◆ Task description
Within these entries, which lines include the string "journal"? Copy each one.

◆ Extracted data
*** Block opens ***
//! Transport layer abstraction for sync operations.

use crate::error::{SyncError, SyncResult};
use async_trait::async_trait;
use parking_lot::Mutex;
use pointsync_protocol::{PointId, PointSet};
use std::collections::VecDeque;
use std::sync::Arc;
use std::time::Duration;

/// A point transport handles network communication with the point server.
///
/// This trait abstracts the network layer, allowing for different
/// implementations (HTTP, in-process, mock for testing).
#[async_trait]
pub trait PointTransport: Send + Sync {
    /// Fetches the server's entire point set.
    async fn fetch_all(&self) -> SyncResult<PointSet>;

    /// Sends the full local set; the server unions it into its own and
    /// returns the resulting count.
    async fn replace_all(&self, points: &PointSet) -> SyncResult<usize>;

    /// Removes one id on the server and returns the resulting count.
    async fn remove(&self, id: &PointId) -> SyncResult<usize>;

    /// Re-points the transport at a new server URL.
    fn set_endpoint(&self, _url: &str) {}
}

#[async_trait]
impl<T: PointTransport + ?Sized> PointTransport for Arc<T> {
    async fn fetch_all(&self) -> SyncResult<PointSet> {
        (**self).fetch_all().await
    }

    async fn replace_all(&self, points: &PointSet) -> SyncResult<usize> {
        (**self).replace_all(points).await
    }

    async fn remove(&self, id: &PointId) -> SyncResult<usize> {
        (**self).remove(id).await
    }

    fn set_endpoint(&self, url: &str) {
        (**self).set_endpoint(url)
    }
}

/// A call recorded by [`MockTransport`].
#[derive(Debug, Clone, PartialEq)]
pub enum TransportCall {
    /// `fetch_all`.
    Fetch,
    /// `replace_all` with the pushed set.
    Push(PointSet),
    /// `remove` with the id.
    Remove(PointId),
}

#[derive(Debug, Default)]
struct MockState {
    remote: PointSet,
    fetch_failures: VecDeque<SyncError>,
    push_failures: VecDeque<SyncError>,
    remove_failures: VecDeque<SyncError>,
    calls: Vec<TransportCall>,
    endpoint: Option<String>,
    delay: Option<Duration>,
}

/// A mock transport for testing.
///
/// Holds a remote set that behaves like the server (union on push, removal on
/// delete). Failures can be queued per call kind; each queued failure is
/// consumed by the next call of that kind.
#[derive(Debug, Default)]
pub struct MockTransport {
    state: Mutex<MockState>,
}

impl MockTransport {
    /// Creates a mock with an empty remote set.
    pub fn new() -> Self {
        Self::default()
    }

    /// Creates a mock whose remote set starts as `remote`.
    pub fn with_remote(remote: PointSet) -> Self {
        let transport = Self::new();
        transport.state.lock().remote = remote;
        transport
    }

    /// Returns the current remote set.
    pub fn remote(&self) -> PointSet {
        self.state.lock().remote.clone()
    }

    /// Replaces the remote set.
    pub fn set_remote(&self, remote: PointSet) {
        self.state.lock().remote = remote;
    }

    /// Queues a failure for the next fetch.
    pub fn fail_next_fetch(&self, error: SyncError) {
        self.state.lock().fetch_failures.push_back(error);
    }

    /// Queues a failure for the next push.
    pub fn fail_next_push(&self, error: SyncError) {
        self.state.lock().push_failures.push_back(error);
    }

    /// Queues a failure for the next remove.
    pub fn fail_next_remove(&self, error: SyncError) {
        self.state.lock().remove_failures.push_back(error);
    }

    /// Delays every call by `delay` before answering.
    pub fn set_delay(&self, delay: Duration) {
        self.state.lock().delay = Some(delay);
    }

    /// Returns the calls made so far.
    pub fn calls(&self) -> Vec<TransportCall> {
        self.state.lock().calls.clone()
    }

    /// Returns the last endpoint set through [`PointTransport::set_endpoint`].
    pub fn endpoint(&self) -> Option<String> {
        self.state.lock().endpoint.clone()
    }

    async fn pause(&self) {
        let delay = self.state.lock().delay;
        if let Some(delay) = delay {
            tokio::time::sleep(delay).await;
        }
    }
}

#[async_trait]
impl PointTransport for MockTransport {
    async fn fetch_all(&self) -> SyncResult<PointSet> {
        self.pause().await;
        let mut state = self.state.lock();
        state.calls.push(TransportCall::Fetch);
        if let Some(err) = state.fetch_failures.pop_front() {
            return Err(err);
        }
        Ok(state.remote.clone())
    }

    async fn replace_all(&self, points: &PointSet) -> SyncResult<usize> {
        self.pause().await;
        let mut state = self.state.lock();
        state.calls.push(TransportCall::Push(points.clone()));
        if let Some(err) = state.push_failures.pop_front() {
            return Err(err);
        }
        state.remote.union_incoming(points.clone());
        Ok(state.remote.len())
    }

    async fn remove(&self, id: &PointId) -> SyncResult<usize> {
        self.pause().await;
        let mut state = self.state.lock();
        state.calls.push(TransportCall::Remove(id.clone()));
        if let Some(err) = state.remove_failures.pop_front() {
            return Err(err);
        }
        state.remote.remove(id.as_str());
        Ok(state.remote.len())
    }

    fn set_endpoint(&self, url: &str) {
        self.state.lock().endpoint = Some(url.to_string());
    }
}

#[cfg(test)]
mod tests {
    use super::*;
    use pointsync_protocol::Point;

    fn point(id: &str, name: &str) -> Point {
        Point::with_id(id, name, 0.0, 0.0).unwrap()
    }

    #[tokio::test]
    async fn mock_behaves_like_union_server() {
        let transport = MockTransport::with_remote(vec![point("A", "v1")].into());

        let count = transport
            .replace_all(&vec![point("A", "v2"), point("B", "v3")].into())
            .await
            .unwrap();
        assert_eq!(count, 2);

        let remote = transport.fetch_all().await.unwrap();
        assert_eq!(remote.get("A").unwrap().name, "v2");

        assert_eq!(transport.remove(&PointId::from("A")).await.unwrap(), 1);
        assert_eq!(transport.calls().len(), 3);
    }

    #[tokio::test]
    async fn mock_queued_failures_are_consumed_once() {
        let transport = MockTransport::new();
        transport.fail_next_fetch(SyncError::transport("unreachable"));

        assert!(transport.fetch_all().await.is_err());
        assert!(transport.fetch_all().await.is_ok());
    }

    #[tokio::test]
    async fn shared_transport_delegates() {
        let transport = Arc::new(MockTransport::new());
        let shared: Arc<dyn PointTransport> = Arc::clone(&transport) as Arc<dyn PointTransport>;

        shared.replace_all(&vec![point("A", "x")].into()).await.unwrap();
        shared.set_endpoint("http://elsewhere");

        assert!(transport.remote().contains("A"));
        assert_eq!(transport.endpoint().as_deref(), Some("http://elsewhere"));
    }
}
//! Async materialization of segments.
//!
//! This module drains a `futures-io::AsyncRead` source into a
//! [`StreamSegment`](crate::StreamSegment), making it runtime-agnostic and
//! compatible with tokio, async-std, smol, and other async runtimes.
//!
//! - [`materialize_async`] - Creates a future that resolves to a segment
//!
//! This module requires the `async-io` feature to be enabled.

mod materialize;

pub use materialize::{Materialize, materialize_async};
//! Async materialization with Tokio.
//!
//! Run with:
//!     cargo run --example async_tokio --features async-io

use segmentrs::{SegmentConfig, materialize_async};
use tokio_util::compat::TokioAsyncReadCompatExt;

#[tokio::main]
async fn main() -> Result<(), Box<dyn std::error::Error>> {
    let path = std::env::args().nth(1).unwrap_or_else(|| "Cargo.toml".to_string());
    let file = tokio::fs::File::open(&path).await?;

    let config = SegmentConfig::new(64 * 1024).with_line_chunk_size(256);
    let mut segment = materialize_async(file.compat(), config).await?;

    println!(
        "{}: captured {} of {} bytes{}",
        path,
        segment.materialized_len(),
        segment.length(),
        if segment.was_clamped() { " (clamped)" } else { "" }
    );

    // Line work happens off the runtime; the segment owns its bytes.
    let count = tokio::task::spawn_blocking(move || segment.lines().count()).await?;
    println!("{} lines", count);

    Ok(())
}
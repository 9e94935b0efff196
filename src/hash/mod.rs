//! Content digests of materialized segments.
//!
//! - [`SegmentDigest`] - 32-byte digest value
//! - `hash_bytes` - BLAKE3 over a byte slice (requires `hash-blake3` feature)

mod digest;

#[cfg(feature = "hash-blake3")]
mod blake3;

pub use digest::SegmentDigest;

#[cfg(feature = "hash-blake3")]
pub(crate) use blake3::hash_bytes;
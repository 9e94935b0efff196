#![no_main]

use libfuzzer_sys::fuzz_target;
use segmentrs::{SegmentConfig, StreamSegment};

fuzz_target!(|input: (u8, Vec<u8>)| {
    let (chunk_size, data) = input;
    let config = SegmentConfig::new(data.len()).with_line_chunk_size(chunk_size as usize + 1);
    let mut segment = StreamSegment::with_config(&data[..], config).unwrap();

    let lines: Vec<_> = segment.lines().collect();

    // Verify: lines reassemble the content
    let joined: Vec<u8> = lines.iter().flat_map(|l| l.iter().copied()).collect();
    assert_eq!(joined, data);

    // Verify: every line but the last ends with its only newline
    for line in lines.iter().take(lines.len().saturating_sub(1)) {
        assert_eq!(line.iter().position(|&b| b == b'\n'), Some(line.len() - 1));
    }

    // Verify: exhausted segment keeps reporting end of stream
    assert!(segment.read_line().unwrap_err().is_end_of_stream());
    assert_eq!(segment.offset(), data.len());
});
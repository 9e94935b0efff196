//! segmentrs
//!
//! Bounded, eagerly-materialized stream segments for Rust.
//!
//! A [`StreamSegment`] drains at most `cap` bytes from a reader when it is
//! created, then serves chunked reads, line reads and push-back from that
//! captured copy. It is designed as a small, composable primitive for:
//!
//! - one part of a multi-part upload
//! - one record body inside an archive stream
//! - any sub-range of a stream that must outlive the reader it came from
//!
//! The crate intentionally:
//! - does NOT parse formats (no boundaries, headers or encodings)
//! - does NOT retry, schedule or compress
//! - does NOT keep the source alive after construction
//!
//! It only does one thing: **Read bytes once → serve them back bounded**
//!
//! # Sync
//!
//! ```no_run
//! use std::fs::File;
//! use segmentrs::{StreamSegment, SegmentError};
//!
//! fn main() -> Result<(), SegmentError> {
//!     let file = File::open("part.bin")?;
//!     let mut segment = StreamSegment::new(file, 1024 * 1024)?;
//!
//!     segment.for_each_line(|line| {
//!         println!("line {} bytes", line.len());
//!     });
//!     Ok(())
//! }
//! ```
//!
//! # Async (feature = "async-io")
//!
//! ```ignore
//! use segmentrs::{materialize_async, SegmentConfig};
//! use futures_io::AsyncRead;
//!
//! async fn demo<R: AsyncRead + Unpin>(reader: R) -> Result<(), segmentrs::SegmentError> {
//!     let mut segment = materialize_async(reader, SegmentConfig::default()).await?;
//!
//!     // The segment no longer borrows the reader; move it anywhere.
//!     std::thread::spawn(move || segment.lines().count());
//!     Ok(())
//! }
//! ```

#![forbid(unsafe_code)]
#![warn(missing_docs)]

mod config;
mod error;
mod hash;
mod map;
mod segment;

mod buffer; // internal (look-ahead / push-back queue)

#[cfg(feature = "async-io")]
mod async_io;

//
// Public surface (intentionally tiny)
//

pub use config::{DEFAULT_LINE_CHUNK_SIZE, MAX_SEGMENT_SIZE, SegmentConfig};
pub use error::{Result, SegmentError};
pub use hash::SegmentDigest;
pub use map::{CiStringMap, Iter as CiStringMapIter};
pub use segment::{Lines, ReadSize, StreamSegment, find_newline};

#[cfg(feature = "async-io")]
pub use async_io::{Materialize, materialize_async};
*** Block closes ***
*** Block opens ***
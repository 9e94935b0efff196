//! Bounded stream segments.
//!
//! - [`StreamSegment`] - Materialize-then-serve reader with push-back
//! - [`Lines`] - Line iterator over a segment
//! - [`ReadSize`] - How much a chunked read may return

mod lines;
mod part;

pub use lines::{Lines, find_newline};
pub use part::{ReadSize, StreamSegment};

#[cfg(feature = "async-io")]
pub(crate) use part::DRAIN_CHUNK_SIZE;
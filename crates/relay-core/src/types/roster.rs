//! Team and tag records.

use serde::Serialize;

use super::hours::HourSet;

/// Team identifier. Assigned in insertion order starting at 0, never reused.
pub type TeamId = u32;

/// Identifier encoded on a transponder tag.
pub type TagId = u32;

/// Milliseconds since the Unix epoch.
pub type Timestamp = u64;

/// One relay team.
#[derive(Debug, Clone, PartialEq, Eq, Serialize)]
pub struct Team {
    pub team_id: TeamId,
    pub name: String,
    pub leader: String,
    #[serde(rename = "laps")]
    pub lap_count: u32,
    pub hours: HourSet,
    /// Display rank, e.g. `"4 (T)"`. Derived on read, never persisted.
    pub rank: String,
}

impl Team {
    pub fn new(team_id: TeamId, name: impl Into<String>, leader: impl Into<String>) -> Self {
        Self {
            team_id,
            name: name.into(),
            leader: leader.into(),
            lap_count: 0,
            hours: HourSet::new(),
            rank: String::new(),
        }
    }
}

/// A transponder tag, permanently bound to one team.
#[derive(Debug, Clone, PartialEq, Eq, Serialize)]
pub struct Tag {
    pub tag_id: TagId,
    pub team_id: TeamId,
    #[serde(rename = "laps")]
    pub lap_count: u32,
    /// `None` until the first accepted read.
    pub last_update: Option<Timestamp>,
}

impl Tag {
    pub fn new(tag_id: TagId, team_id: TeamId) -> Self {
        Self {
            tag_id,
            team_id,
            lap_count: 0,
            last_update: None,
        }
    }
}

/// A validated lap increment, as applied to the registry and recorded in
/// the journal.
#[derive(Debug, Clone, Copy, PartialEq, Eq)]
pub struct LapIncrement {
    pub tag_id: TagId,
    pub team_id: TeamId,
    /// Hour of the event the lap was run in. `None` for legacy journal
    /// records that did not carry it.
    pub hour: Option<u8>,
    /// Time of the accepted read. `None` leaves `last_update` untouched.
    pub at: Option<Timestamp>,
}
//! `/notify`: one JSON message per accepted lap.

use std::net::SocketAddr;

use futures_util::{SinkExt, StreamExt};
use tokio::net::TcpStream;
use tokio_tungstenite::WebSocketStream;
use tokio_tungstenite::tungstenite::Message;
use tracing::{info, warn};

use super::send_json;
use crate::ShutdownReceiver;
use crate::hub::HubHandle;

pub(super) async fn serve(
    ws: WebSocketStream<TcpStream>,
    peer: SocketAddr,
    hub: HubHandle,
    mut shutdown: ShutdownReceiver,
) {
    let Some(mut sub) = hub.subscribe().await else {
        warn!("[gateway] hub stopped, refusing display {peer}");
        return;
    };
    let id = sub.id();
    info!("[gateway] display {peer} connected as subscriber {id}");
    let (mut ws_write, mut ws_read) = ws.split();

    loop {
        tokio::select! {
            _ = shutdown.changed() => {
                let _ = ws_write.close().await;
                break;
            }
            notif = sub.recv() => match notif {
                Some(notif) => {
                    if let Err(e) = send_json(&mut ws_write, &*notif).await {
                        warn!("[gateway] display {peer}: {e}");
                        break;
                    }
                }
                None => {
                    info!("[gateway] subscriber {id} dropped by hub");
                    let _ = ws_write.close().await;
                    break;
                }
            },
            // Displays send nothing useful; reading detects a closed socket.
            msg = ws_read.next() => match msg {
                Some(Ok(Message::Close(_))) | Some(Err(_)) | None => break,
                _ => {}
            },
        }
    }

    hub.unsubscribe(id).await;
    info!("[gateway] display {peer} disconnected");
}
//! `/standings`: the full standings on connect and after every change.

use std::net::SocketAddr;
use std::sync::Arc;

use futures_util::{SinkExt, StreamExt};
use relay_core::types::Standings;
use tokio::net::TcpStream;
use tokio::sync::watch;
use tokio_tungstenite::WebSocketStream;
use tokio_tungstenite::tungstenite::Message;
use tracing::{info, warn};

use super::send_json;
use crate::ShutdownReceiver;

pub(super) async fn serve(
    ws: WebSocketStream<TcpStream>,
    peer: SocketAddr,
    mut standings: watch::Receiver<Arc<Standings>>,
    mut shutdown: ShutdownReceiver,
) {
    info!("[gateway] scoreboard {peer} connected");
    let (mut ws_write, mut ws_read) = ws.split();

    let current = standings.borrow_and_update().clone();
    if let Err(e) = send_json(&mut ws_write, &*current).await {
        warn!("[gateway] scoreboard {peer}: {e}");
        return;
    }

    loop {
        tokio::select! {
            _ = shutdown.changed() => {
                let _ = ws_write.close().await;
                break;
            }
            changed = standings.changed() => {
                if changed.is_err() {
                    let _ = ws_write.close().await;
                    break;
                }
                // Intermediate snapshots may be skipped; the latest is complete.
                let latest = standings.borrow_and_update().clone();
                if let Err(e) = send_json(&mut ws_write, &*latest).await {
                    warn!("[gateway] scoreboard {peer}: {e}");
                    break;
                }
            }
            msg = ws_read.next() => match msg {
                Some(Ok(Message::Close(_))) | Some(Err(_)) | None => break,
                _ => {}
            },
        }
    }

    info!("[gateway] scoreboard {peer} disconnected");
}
*** Block closes ***
◆ Exercise output
/// the journal.
    /// Hour of the event the lap was run in. `None` for legacy journal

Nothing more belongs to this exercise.